- **REQUIREMENT**:
Look through the lines below, find those with the word "spent", and copy them.

(Collected data entries)
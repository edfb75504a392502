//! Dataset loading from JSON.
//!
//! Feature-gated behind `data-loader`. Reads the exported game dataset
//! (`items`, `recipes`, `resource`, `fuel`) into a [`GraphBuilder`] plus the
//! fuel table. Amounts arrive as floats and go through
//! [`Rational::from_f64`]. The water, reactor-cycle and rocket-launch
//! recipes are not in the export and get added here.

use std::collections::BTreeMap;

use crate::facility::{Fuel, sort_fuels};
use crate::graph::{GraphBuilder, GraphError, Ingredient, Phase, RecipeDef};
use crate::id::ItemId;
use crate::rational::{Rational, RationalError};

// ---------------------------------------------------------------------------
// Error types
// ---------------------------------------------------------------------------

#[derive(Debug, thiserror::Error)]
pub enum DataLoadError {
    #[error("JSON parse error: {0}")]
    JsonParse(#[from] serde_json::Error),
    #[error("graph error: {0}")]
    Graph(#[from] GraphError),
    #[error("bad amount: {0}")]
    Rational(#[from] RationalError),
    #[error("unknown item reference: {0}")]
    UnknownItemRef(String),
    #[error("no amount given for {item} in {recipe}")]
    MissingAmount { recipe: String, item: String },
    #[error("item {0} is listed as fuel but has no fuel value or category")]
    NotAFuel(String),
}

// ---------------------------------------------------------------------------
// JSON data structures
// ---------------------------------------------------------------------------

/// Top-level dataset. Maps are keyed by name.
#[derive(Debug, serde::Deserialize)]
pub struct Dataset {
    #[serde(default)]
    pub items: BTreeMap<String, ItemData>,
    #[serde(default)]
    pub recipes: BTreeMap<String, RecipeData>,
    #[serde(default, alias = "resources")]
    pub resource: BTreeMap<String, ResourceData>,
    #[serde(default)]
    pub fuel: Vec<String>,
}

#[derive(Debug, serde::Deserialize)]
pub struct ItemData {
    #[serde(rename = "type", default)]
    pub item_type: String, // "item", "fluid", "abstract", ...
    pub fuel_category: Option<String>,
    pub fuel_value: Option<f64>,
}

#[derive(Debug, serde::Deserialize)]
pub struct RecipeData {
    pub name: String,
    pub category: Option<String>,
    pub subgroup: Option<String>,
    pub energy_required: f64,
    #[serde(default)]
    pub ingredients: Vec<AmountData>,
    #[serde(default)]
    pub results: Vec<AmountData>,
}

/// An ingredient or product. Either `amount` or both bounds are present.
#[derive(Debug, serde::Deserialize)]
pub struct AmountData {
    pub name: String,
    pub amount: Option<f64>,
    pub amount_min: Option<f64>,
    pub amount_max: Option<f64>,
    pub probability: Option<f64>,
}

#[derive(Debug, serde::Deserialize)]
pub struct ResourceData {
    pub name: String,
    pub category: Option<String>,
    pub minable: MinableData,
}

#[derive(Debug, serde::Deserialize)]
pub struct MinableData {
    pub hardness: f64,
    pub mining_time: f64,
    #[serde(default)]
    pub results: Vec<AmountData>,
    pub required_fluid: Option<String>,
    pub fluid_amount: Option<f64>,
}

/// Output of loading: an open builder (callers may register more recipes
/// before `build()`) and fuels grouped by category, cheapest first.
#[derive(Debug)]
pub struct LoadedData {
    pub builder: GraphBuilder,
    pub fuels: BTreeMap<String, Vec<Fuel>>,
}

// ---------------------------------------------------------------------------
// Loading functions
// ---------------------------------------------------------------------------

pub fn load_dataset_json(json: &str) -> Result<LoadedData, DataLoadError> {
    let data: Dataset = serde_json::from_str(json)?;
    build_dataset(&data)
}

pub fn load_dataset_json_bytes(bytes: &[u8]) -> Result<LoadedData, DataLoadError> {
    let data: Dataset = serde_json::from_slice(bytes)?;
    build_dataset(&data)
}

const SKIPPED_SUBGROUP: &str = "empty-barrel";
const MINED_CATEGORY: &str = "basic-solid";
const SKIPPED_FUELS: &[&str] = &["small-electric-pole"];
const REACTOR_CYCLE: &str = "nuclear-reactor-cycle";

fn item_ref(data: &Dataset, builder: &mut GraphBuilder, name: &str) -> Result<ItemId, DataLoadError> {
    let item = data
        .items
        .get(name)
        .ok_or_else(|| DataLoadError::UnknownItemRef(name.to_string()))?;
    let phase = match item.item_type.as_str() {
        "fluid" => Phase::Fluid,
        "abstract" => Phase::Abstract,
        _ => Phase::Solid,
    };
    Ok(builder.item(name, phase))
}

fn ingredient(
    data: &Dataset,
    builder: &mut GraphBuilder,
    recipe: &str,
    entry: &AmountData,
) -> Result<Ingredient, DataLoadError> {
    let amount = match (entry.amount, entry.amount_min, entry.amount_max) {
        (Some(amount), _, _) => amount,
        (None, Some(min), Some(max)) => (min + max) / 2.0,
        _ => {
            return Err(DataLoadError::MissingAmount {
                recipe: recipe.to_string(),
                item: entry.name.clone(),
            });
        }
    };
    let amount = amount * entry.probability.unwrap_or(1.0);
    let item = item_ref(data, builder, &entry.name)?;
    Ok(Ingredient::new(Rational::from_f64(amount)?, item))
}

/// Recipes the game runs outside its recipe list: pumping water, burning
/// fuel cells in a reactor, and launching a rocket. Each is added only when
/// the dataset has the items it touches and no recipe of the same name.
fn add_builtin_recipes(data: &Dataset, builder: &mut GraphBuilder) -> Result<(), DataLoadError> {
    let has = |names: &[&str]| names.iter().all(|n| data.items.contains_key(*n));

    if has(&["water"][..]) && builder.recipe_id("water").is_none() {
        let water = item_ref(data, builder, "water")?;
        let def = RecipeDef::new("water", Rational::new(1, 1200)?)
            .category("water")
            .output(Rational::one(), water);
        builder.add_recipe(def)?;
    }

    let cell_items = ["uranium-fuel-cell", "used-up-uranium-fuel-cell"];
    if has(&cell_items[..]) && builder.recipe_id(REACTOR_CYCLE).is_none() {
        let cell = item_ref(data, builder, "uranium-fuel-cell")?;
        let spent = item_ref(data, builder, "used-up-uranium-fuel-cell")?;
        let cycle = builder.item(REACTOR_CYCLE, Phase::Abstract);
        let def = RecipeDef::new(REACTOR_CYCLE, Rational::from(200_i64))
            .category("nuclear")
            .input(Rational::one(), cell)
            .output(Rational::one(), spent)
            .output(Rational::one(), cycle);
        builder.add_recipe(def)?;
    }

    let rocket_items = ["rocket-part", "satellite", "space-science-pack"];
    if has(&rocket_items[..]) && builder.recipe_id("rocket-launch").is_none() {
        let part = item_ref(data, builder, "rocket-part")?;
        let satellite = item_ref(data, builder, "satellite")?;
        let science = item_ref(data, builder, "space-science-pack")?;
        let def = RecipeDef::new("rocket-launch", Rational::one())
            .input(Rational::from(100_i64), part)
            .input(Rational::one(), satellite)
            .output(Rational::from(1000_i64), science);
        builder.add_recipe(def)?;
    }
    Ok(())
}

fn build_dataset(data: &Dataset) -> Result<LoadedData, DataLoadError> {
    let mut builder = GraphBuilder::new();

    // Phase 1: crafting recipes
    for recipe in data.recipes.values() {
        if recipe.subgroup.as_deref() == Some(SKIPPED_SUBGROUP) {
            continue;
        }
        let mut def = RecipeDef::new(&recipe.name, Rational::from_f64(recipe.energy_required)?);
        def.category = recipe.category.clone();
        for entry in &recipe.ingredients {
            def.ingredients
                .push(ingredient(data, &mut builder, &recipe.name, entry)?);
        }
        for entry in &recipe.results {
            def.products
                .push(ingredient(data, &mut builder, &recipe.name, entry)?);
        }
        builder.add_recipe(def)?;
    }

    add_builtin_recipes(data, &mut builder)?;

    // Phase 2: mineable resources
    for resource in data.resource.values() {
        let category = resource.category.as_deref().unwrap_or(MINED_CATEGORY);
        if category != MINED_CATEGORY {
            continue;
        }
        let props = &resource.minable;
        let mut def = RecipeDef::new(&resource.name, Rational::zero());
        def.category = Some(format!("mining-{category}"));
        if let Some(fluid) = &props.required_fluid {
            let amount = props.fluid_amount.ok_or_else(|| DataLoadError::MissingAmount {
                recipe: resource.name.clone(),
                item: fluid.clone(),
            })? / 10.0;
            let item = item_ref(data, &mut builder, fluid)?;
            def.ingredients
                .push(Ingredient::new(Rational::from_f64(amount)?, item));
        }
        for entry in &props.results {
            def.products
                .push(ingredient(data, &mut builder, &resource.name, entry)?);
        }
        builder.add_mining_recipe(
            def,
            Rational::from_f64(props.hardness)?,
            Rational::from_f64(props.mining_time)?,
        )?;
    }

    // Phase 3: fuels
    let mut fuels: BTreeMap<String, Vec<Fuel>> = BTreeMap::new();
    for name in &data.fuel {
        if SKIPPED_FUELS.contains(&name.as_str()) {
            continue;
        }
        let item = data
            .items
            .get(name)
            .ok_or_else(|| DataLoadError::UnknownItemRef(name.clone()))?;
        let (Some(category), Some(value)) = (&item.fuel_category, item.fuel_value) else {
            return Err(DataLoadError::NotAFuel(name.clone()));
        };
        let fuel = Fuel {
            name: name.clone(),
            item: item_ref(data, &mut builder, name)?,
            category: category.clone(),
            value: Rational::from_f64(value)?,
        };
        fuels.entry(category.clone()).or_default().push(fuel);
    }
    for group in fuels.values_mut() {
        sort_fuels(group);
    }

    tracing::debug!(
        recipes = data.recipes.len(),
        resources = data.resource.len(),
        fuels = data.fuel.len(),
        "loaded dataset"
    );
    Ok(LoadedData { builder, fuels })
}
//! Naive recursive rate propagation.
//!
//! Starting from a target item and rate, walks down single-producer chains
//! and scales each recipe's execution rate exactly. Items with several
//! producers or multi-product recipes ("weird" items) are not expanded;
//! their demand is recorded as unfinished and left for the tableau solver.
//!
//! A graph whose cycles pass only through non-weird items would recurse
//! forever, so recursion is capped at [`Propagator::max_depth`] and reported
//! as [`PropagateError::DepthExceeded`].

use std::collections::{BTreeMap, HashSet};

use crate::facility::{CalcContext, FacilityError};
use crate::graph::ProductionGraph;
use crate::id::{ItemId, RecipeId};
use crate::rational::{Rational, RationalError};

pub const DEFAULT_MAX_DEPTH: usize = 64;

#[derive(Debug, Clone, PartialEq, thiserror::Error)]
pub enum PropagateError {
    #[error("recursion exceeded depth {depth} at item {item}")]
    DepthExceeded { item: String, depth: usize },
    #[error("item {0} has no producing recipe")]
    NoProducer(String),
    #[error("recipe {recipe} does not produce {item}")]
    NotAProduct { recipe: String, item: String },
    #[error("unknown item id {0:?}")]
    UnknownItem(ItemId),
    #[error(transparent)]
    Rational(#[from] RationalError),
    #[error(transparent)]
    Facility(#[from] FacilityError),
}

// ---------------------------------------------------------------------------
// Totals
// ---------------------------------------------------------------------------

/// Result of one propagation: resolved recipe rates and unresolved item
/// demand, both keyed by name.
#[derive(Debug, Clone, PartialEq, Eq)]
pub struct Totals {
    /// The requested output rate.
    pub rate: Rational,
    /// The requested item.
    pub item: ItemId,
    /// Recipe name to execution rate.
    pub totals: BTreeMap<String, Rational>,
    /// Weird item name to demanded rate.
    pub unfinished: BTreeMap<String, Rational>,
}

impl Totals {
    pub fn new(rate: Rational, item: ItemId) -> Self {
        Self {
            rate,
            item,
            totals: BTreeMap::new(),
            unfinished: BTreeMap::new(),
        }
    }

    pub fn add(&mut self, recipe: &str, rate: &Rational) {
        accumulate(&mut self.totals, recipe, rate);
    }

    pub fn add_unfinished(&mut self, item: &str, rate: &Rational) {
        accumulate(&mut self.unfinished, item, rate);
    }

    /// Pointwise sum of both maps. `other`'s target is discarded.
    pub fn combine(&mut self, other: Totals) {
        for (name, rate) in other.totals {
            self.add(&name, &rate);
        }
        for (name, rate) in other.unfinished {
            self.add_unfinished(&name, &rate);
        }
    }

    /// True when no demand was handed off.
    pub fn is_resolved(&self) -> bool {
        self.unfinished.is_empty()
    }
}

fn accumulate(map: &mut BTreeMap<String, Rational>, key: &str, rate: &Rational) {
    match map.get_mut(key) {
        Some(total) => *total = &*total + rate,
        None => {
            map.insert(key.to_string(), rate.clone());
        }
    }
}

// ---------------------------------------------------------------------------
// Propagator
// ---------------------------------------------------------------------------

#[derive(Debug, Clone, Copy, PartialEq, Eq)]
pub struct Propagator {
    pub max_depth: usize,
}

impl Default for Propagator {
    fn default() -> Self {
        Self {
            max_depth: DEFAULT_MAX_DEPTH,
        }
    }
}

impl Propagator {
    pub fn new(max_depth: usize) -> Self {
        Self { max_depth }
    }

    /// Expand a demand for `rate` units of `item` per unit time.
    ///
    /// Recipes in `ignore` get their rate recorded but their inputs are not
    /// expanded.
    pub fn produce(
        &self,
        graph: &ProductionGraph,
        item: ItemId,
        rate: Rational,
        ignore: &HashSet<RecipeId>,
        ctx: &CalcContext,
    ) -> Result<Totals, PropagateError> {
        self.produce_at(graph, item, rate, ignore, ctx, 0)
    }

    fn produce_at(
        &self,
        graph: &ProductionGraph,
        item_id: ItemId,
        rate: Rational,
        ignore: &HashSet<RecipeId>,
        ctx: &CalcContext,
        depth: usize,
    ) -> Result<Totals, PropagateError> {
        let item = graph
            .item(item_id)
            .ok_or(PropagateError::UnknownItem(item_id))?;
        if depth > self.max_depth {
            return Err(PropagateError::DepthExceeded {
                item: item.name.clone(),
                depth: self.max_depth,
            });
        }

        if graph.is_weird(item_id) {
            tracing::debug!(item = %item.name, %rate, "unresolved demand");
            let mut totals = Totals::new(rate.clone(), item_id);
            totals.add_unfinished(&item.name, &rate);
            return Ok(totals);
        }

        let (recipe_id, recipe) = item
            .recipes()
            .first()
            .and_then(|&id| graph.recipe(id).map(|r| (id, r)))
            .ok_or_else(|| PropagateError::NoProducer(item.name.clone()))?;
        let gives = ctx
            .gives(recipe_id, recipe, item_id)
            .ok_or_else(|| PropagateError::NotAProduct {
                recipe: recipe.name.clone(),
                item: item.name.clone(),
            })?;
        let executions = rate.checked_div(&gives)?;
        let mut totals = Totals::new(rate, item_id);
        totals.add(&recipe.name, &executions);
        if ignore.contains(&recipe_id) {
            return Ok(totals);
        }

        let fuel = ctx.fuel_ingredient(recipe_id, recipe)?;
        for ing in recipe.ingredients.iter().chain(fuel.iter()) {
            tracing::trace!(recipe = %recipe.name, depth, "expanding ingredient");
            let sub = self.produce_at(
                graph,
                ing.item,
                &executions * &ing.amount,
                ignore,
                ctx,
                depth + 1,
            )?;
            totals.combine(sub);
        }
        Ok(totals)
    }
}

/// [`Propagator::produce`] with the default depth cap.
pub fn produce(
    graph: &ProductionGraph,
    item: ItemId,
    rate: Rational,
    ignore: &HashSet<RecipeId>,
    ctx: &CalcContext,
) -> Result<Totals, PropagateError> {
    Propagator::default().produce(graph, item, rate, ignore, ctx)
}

- **EXERCISE RESPONSE**:
        let spent = item_ref(data, builder, "used-up-uranium-fuel-cell")?;
            .output(Rational::one(), spent)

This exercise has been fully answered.